When making a GAAP inventory, the standards require that an accurate value be placed on the stock. A particular concern is that inventory will be over-valued, thus inaccurately inflating the value of the company. Some things to consider when determining inventory value include deterioration and depreciation. It should also be determined whether the inventory still has value in the market. In order to continue to accurately gauge the value of inventory, these elements are usually reviewed on a regular basis.
According to GAAP inventory standards, items must be entered at or below market value. When inventory is at market value, it is the price determined at the time of purchase. If items are valued below that price, it is typically because they are older, somehow damaged, or have fallen out of demand. The overall rule is that the lower figure of the two should always be reported.

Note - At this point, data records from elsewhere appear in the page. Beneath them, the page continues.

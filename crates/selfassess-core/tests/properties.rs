//! Property tests for the survey engine.
//!
//! Drives the engine with arbitrary answer sequences and checks that scores,
//! gating and snapshots stay consistent with the recorded answers.

use std::collections::BTreeMap;

use proptest::prelude::*;

use selfassess_core::interpretation::{interpret, BANDS};
use selfassess_core::model::{section_range, MAX_TOTAL_SCORE};
use selfassess_core::SurveyEngine;

fn answers() -> impl Strategy<Value = Vec<(u32, u32)>> {
    prop::collection::vec((1u32..=30, 0u32..=3), 0..80)
}

fn full_answers() -> impl Strategy<Value = Vec<u32>> {
    prop::collection::vec(0u32..=3, 30)
}

/// Last-write-wins model of the answer set.
fn model_of(answers: &[(u32, u32)]) -> BTreeMap<u32, u32> {
    answers.iter().copied().collect()
}

proptest! {
    #[test]
    fn write_then_read(answers in answers()) {
        let mut engine = SurveyEngine::new();
        for &(q, v) in &answers {
            engine.record_answer(q, v).unwrap();
            prop_assert_eq!(engine.answer(q), Some(v));
        }
        let expected = model_of(&answers);
        prop_assert_eq!(engine.answers().collect::<BTreeMap<_, _>>(), expected);
    }

    #[test]
    fn section_scores_match_answers(answers in answers()) {
        let mut engine = SurveyEngine::new();
        for &(q, v) in &answers {
            engine.record_answer(q, v).unwrap();
        }
        let expected = model_of(&answers);
        for s in 1..=5 {
            let (start, end) = section_range(s).unwrap();
            let sum: u32 = (start..=end).filter_map(|q| expected.get(&q)).sum();
            prop_assert_eq!(engine.compute_section_score(s).unwrap(), sum);
            prop_assert_eq!(engine.section_scores()[(s - 1) as usize], sum);

            let complete = (start..=end).all(|q| expected.contains_key(&q));
            prop_assert_eq!(engine.is_section_complete(s).unwrap(), complete);
        }
    }

    #[test]
    fn advance_fails_iff_incomplete(answers in answers()) {
        let mut engine = SurveyEngine::new();
        for &(q, v) in &answers {
            engine.record_answer(q, v).unwrap();
        }
        let complete = engine.is_section_complete(1).unwrap();
        let result = engine.advance_section();
        prop_assert_eq!(result.is_ok(), complete);
        prop_assert_eq!(engine.current_section(), if complete { 2 } else { 1 });
    }

    #[test]
    fn total_lies_in_its_band(values in full_answers()) {
        let mut engine = SurveyEngine::new();
        for (i, &v) in values.iter().enumerate() {
            engine.record_answer(i as u32 + 1, v).unwrap();
        }
        let result = engine.finalize_and_interpret().unwrap();
        let expected: u32 = values.iter().sum();
        prop_assert_eq!(result.total_score, expected);
        prop_assert!(result.total_score <= MAX_TOTAL_SCORE);
        prop_assert_eq!(
            result.sections.iter().map(|s| s.score).sum::<u32>(),
            result.total_score
        );

        let band = BANDS.iter().find(|b| b.title == result.band_title).unwrap();
        prop_assert!(band.contains(result.total_score));
    }

    #[test]
    fn snapshot_roundtrip(answers in answers(), forward in 0usize..5) {
        let mut engine = SurveyEngine::new();
        for &(q, v) in &answers {
            engine.record_answer(q, v).unwrap();
        }
        for _ in 0..forward {
            if engine.advance_section().is_err() {
                break;
            }
        }

        let json = engine.serialize().to_json().unwrap();
        let snapshot = selfassess_core::snapshot::Snapshot::from_json(&json).unwrap();
        let mut restored = SurveyEngine::new();
        restored.restore(&snapshot).unwrap();
        prop_assert_eq!(restored, engine);
    }
}

#[test]
fn every_score_has_exactly_one_band() {
    for score in 0..=MAX_TOTAL_SCORE {
        assert_eq!(BANDS.iter().filter(|b| b.contains(score)).count(), 1);
        assert!(interpret(score).is_some());
    }
}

Another tactic used to prevent overvaluation is to determine a ceiling for inventory, which is a cap on the value that can be reported. It is also common to have a floor, or minimum possible, value established for inventory. This is so the company will not undervalue inventory in order to artificially make profits appear higher.
If inventory costs more than market value, then that must be accounted for as well. The usual method is to enter the difference as a loss. This situation typically happens when the demand for a product plummets suddenly. It is usually only a short-term condition which the company must reverse if it is to stay viable.
The accuracy of GAAP inventory often primarily depends upon the accountant. As there is a great deal of speculation involved in determining the value of items, opinion plays a key role in valuation. For that reason, the integrity, knowledge and skill of the accountant tend to have a direct effect on how well inventory accounting is managed.